Sistem Kapitalis dan Budaya Konsumerisme
Kapitalisme sebagai sistem ekonomi telah membentuk masyarakat yang konsumtif, alih-alih produktif. Dalam logika kapitalisme, individu dipacu untuk terus membeli, menggunakan, dan menghabiskan produk demi mendukung roda pertumbuhan ekonomi.
Konsumsi dijadikan tolok ukur keberhasilan, sementara produktivitas dan makna hidup justru terabaikan. Dalam sistem ini, nilai seseorang tidak lagi diukur berdasarkan ketakwaan, integritas, atau kontribusi nyata terhadap masyarakat, melainkan lebih kepada sejauh mana mereka mampu berbelanja dan memenuhi gaya hidup yang dipromosikan melalui media.
Akibatnya, banyak individu yang terjebak dalam krisis identitas dan kekosongan spiritual, merasa hampa meski secara materi terlihat cukup. Tekanan ekonomi yang makin berat kian memperparah kondisi ini, membuat banyak orang hidup dalam kecemasan, berutang demi mempertahankan gaya hidup, dan kehilangan orientasi hidup yang sejati.
Sistem kapitalis tidak hanya menciptakan ketimpangan ekonomi, tetapi juga merusak fondasi nilai-nilai luhur yang seharusnya menjadi pegangan hidup manusia.

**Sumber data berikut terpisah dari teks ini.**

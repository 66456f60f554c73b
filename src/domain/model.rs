use crate::utils::error::{Result, SeedError};
use chrono::{DateTime, Utc};
use serde::{Deserialize, Deserializer, Serialize};
use std::collections::{HashMap, HashSet};

/// 一個種子品項及剩餘數量
#[derive(Debug, Clone, PartialEq, Eq, Serialize, Deserialize)]
pub struct SeedVariety {
    pub id: i64,
    #[serde(default)]
    pub family: String,
    pub name: String,
    pub quantity: u32,
}

/// 一筆已送出的申請，建立後不再修改
#[derive(Debug, Clone, PartialEq, Eq, Serialize, Deserialize)]
#[serde(rename_all = "camelCase")]
pub struct Applicant {
    /// 新紀錄為 UUID；舊資料檔的 id 是毫秒時間戳數字
    #[serde(deserialize_with = "string_or_number")]
    pub id: String,
    pub name: String,
    pub phone: String,
    pub address: String,
    #[serde(default)]
    pub is_member: bool,
    pub selected_seeds: Vec<i64>,
    pub timestamp: DateTime<Utc>,
}

fn string_or_number<'de, D>(deserializer: D) -> std::result::Result<String, D::Error>
where
    D: Deserializer<'de>,
{
    #[derive(Deserialize)]
    #[serde(untagged)]
    enum RawId {
        Text(String),
        Integer(i64),
    }

    Ok(match RawId::deserialize(deserializer)? {
        RawId::Text(id) => id,
        RawId::Integer(id) => id.to_string(),
    })
}

/// `POST /apply` 的請求內容，欄位缺漏交給服務層判斷
#[derive(Debug, Clone, Default, Serialize, Deserialize)]
#[serde(rename_all = "camelCase")]
pub struct ApplicationRequest {
    #[serde(default)]
    pub name: Option<String>,
    #[serde(default)]
    pub phone: Option<String>,
    #[serde(default)]
    pub address: Option<String>,
    #[serde(default)]
    pub is_member: bool,
    #[serde(default)]
    pub selected_seeds: Option<Vec<i64>>,
}

/// 種子庫存，依 id 排序
#[derive(Debug, Clone, Default, PartialEq, Eq)]
pub struct Inventory {
    seeds: Vec<SeedVariety>,
}

impl Inventory {
    /// 建立庫存；id 重複視為驗證錯誤
    pub fn new(mut seeds: Vec<SeedVariety>) -> Result<Self> {
        let mut seen = HashSet::with_capacity(seeds.len());
        for seed in &seeds {
            if !seen.insert(seed.id) {
                return Err(SeedError::validation(format!(
                    "Duplicate seed ID: {}",
                    seed.id
                )));
            }
        }

        seeds.sort_by_key(|s| s.id);
        Ok(Self { seeds })
    }

    pub fn seeds(&self) -> &[SeedVariety] {
        &self.seeds
    }

    pub fn get(&self, id: i64) -> Option<&SeedVariety> {
        self.seeds
            .binary_search_by_key(&id, |s| s.id)
            .ok()
            .map(|idx| &self.seeds[idx])
    }

    /// 依序為每個 id 扣一單位；重複的 id 各自扣一次。
    /// 任何一項失敗時庫存維持原狀。
    pub fn reserve(&mut self, ids: &[i64]) -> Result<()> {
        let mut demand: HashMap<usize, u32> = HashMap::with_capacity(ids.len());

        for &id in ids {
            let idx = self
                .seeds
                .binary_search_by_key(&id, |s| s.id)
                .map_err(|_| SeedError::UnknownSeed { id })?;

            let wanted = demand.entry(idx).or_insert(0);
            let seed = &self.seeds[idx];
            if *wanted >= seed.quantity {
                return Err(SeedError::OutOfStock {
                    id,
                    name: seed.name.clone(),
                });
            }
            *wanted += 1;
        }

        for (idx, count) in demand {
            self.seeds[idx].quantity -= count;
        }
        Ok(())
    }

    /// 把 id 對應成品名，找不到的 id 以數字呈現
    pub fn seed_names(&self, ids: &[i64]) -> Vec<String> {
        ids.iter()
            .map(|&id| match self.get(id) {
                Some(seed) => seed.name.clone(),
                None => id.to_string(),
            })
            .collect()
    }
}

/// 申請紀錄，只允許附加與整批清除
#[derive(Debug, Clone, Default, PartialEq, Eq)]
pub struct ApplicantLog {
    entries: Vec<Applicant>,
}

impl ApplicantLog {
    /// `entries` 依附加順序排列
    pub fn new(entries: Vec<Applicant>) -> Self {
        Self { entries }
    }

    pub fn append(&mut self, applicant: Applicant) {
        self.entries.push(applicant);
    }

    pub fn clear(&mut self) {
        self.entries.clear();
    }

    pub fn len(&self) -> usize {
        self.entries.len()
    }

    pub fn is_empty(&self) -> bool {
        self.entries.is_empty()
    }

    /// 依附加順序，供持久化使用
    pub fn entries(&self) -> &[Applicant] {
        &self.entries
    }

    /// 新的在前；時間相同時後附加的在前
    pub fn newest_first(&self) -> Vec<Applicant> {
        let mut ordered: Vec<Applicant> = self.entries.iter().rev().cloned().collect();
        ordered.sort_by(|a, b| b.timestamp.cmp(&a.timestamp));
        ordered
    }
}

Solusi Islam: Sistem Ekonomi Berbasis Ketakwaan
Islam menawarkan sistem hidup yang sangat berbeda dibandingkan kapitalisme. Dalam pandangan Islam, tujuan utama kehidupan manusia bukanlah untuk menumpuk kekayaan atau mengejar kenikmatan duniawi semata, melainkan untuk meraih rida Allah Swt. dan menjalani hidup sesuai dengan ketentuan-Nya.
Islam membangun pola pikir masyarakat agar tidak terjebak dalam hawa nafsu konsumtif, melainkan hidup berdasarkan kebutuhan yang hakiki, bukan mengikuti keinginan yang tanpa batas. Aktivitas konsumsi pun diatur secara jelas dalam Islam, dibingkai oleh ketentuan halal dan haram, serta dijiwai dengan prinsip kesederhanaan.
Islam mengajarkan umatnya untuk menjaga keseimbangan yaitu memenuhi kebutuhan dasar secara layak tanpa berlebih-lebihan, menghindari perilaku boros, maupun kikir. Dengan demikian, sistem Islam tidak hanya menjaga stabilitas ekonomi individu dan masyarakat, tetapi juga membentuk kepribadian yang kuat, sadar tujuan hidup, dan berorientasi pada kebaikan dunia sekaligus akhirat.
Dalam sistem Islam, negara tidak hanya berperan sebagai regulator atau pembuat aturan semata, melainkan bertanggung jawab penuh sebagai pelayan umat (raa’in) dan sekaligus pelindung (junnah) bagi rakyatnya. Nabi saw. bersabda yang artinya, "Imam (Khalifah/kepala negara) adalah pengurus rakyat dan ia akan dimintai pertanggungjawabannya atas rakyat yang diurusnya.” (HR al-Bukhari dan Muslim)
Negara hadir aktif untuk memastikan kesejahteraan rakyat, bukan sekadar menyerahkan urusan ekonomi kepada mekanisme pasar. Islam secara tegas menghapus seluruh bentuk riba dalam transaksi, termasuk praktik paylater berbunga yang marak di era kapitalisme modern.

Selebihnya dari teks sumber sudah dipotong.